Guillermo se queda callado un rato. Los dos miran pasar a la gente sin preocuparse de lo que viene después. Un niño les pide dinero para comer. La muchacha le da un paquete de galletas que trae en el bolso.

–¿Conoces a una tipa llamada Blanca? –pregunta Guillermo después de la larga pausa.

–¿La estás buscando?

–Algo así.

–Conozco a algunas Blancas, sí, pero no sé si son sus nombres verdaderos.

–Ah...

–Por aquí nunca llegas a saber realmente cómo es que se llama la gente con la que hablas, ni el nombre ni la edad ni el oficio, nada. Siempre son datos falsos y cuando te dicen la verdad no te das cuenta. Todo se confunde –dice la muchacha con un tono de evidencia.

–Esta Blanca es delgada, tiene el pelo claro...

–¿Pintado?

–Sí.

–Mala señal.

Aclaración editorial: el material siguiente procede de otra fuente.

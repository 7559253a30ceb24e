use std::collections::BTreeSet;

use rustc_hash::FxHashSet;

use crate::error::Result;
use crate::query::context::ExecutionContext;
use crate::query::expr::Condition;
use crate::query::plan::ExplainProp;
use crate::query::steps::{require_input, ExecutionStep};
use crate::query::stream::{self, BoxStream};

/// Keeps tuples matching a condition.
#[derive(Clone, Debug)]
pub struct FilterStep {
    condition: Condition,
}

impl FilterStep {
    /// Filters on `condition`.
    pub fn new(condition: Condition) -> Self {
        Self { condition }
    }

    /// The filter condition.
    pub fn condition(&self) -> &Condition {
        &self.condition
    }
}

impl ExecutionStep for FilterStep {
    fn name(&self) -> &'static str {
        "FILTER ITEMS WHERE"
    }

    fn start(&self, input: Option<BoxStream>, _ctx: &mut ExecutionContext) -> Result<BoxStream> {
        let upstream = require_input(input, self.name())?;
        let condition = self.condition.clone();
        Ok(stream::filter_map(upstream, move |tuple, ctx| {
            Ok(condition.matches(&tuple, ctx)?.then_some(tuple))
        }))
    }

    fn explain_props(&self) -> Vec<ExplainProp> {
        vec![ExplainProp::literal("condition", self.condition.to_string())]
    }

    fn copy(&self) -> Box<dyn ExecutionStep> {
        Box::new(self.clone())
    }
}

/// Drops tuples already produced: bound tuples by record id, projected tuples
/// by their property values.
#[derive(Clone, Debug, Default)]
pub struct DistinctStep;

impl ExecutionStep for DistinctStep {
    fn name(&self) -> &'static str {
        "DISTINCT"
    }

    fn start(&self, input: Option<BoxStream>, _ctx: &mut ExecutionContext) -> Result<BoxStream> {
        let upstream = require_input(input, self.name())?;
        let mut seen_rids = FxHashSet::default();
        let mut seen_rows = BTreeSet::new();
        Ok(stream::filter_map(upstream, move |tuple, _ctx| {
            let fresh = match tuple.rid() {
                Some(rid) => seen_rids.insert(rid),
                None => seen_rows.insert(tuple.to_string()),
            };
            Ok(fresh.then_some(tuple))
        }))
    }

    fn copy(&self) -> Box<dyn ExecutionStep> {
        Box::new(self.clone())
    }
}

#[cfg(test)]
mod tests {
    use super::*;
    use crate::query::plan::ExecutionPlan;
    use crate::query::steps::FetchFromValuesStep;
    use crate::query::tuple::Tuple;
    use crate::storage::MemoryDatabase;
    use crate::types::Rid;

    #[test]
    fn distinct_by_identity_and_value() -> Result<()> {
        let mut ctx = ExecutionContext::new(MemoryDatabase::new().database());
        let rows = vec![
            Tuple::bound(Rid::new(1, 1)),
            Tuple::bound(Rid::new(1, 1)).with_metadata("$depth", 3),
            Tuple::from_pairs([("a", 1)]),
            Tuple::from_pairs([("a", 1)]),
            Tuple::from_pairs([("a", 2)]),
        ];
        let mut plan = ExecutionPlan::new();
        plan.chain(FetchFromValuesStep::new(rows));
        plan.chain(DistinctStep);
        assert_eq!(plan.execute(&mut ctx)?.count(), 3);
        Ok(())
    }

    #[test]
    fn filter_on_projected_rows() -> Result<()> {
        let mut ctx = ExecutionContext::new(MemoryDatabase::new().database());
        let rows = (0..10).map(|i| Tuple::from_pairs([("n", i)])).collect();
        let mut plan = ExecutionPlan::new();
        plan.chain(FetchFromValuesStep::new(rows));
        plan.chain(FilterStep::new(Condition::ge("n", 7)));
        assert_eq!(plan.execute(&mut ctx)?.count(), 3);
        Ok(())
    }
}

Ahora puede ser una pelirroja o una morena retinta.

–Usa lentes de contacto, no puede estirar el dedo meñique de la mano derecha.

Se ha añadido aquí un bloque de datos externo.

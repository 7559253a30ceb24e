use std::sync::atomic::{AtomicU64, Ordering};
use std::sync::Arc;
use std::time::Instant;

use crate::error::Result;
use crate::query::context::ExecutionContext;
use crate::query::stream::{BoxStream, ExecutionStream};
use crate::query::tuple::Tuple;

/// A snapshot of planner profiling metrics.
#[derive(Debug, Clone, Copy, Default, PartialEq, Eq)]
pub struct QueryProfileSnapshot {
    /// Total nanoseconds spent building plans.
    pub plan_build_ns: u64,
    /// Number of plans built.
    pub plan_build_count: u64,
    /// Total nanoseconds spent choosing indexes.
    pub index_selection_ns: u64,
    /// Number of index selections.
    pub index_selection_count: u64,
    /// Total nanoseconds spent scheduling patterns.
    pub schedule_ns: u64,
    /// Number of pattern schedules computed.
    pub schedule_count: u64,
}

/// Planner counters owned by one [`ExecutionContext`].
///
/// Present only when `profile_steps` is on, which `QUARRY_PROFILE` also sets.
#[derive(Debug, Default)]
pub struct QueryProfile {
    plan_build_ns: AtomicU64,
    plan_build_count: AtomicU64,
    index_selection_ns: AtomicU64,
    index_selection_count: AtomicU64,
    schedule_ns: AtomicU64,
    schedule_count: AtomicU64,
}

pub(crate) enum QueryProfileKind {
    PlanBuild,
    IndexSelection,
    Schedule,
}

impl QueryProfile {
    pub(crate) fn record(&self, kind: QueryProfileKind, start: Instant) {
        let nanos = elapsed_nanos(start);
        let (ns, count) = match kind {
            QueryProfileKind::PlanBuild => (&self.plan_build_ns, &self.plan_build_count),
            QueryProfileKind::IndexSelection => {
                (&self.index_selection_ns, &self.index_selection_count)
            }
            QueryProfileKind::Schedule => (&self.schedule_ns, &self.schedule_count),
        };
        ns.fetch_add(nanos, Ordering::Relaxed);
        count.fetch_add(1, Ordering::Relaxed);
    }

    /// Reads the counters. With `reset`, they are zeroed after reading.
    pub fn snapshot(&self, reset: bool) -> QueryProfileSnapshot {
        let load = |counter: &AtomicU64| {
            if reset {
                counter.swap(0, Ordering::Relaxed)
            } else {
                counter.load(Ordering::Relaxed)
            }
        };
        QueryProfileSnapshot {
            plan_build_ns: load(&self.plan_build_ns),
            plan_build_count: load(&self.plan_build_count),
            index_selection_ns: load(&self.index_selection_ns),
            index_selection_count: load(&self.index_selection_count),
            schedule_ns: load(&self.schedule_ns),
            schedule_count: load(&self.schedule_count),
        }
    }
}

fn elapsed_nanos(start: Instant) -> u64 {
    u64::try_from(start.elapsed().as_nanos()).unwrap_or(u64::MAX)
}

/// Time and row counters for one plan step.
#[derive(Debug, Default)]
pub struct StepProfile {
    nanos: AtomicU64,
    rows: AtomicU64,
}

impl StepProfile {
    /// Nanoseconds spent inside the step's stream, upstream pulls included.
    pub fn nanos(&self) -> u64 {
        self.nanos.load(Ordering::Relaxed)
    }

    /// Tuples the step produced.
    pub fn rows(&self) -> u64 {
        self.rows.load(Ordering::Relaxed)
    }

    fn add(&self, start: Instant) {
        self.nanos.fetch_add(elapsed_nanos(start), Ordering::Relaxed);
    }
}

struct ProfiledStream {
    inner: BoxStream,
    profile: Arc<StepProfile>,
}

impl ExecutionStream for ProfiledStream {
    fn has_next(&mut self, ctx: &mut ExecutionContext) -> Result<bool> {
        let start = Instant::now();
        let result = self.inner.has_next(ctx);
        self.profile.add(start);
        result
    }

    fn next(&mut self, ctx: &mut ExecutionContext) -> Result<Tuple> {
        let start = Instant::now();
        let result = self.inner.next(ctx);
        self.profile.add(start);
        if result.is_ok() {
            self.profile.rows.fetch_add(1, Ordering::Relaxed);
        }
        result
    }

    fn close(&mut self) {
        self.inner.close();
    }
}

/// Wraps `inner` so time spent in it is charged to `profile`.
pub(crate) fn profiled(inner: BoxStream, profile: Arc<StepProfile>) -> BoxStream {
    Box::new(ProfiledStream { inner, profile })
}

–Ese sí que es un dato preciso.

Guillermo capta la burla y se queda callado. Pedro trae un nuevo café para los dos y dice que será el último. Otro largo silencio. La muchacha le pide un cigarro a un hombre gordo que fuma dos mesas más allá. El hombre se lo da de mala gana y cuando ella regresa a sentarse con Guillermo el hombre le mira el trasero sin ningún disimulo. Faltando apenas un sorbo para que se termine el café aparece como de la nada una mujer alta de pelo muy corto.

–Así que estás aquí puteando –dice la mujer agarrando a la muchacha bruscamente por un hombro.

–¡Puteando no! Tú eres aquí la única que putea –responde a gritos la muchacha, levantándose bruscamente.

–¿Qué pasa? –se levanta también Guillermo.

–Vayan a pelear a otra parte –dice Pedro recogiendo rápidamente las tazas de la mesa.

–Sí, vámonos a otra parte. Ahora eres tú la que me debe explicaciones –dice la mujer alta.

–No hay nada qué explicar –dice la muchacha en voz baja, y antes de perderse entre la gente se voltea a mirar a Guillermo y le grita– ¡Que encuentres a Blanca!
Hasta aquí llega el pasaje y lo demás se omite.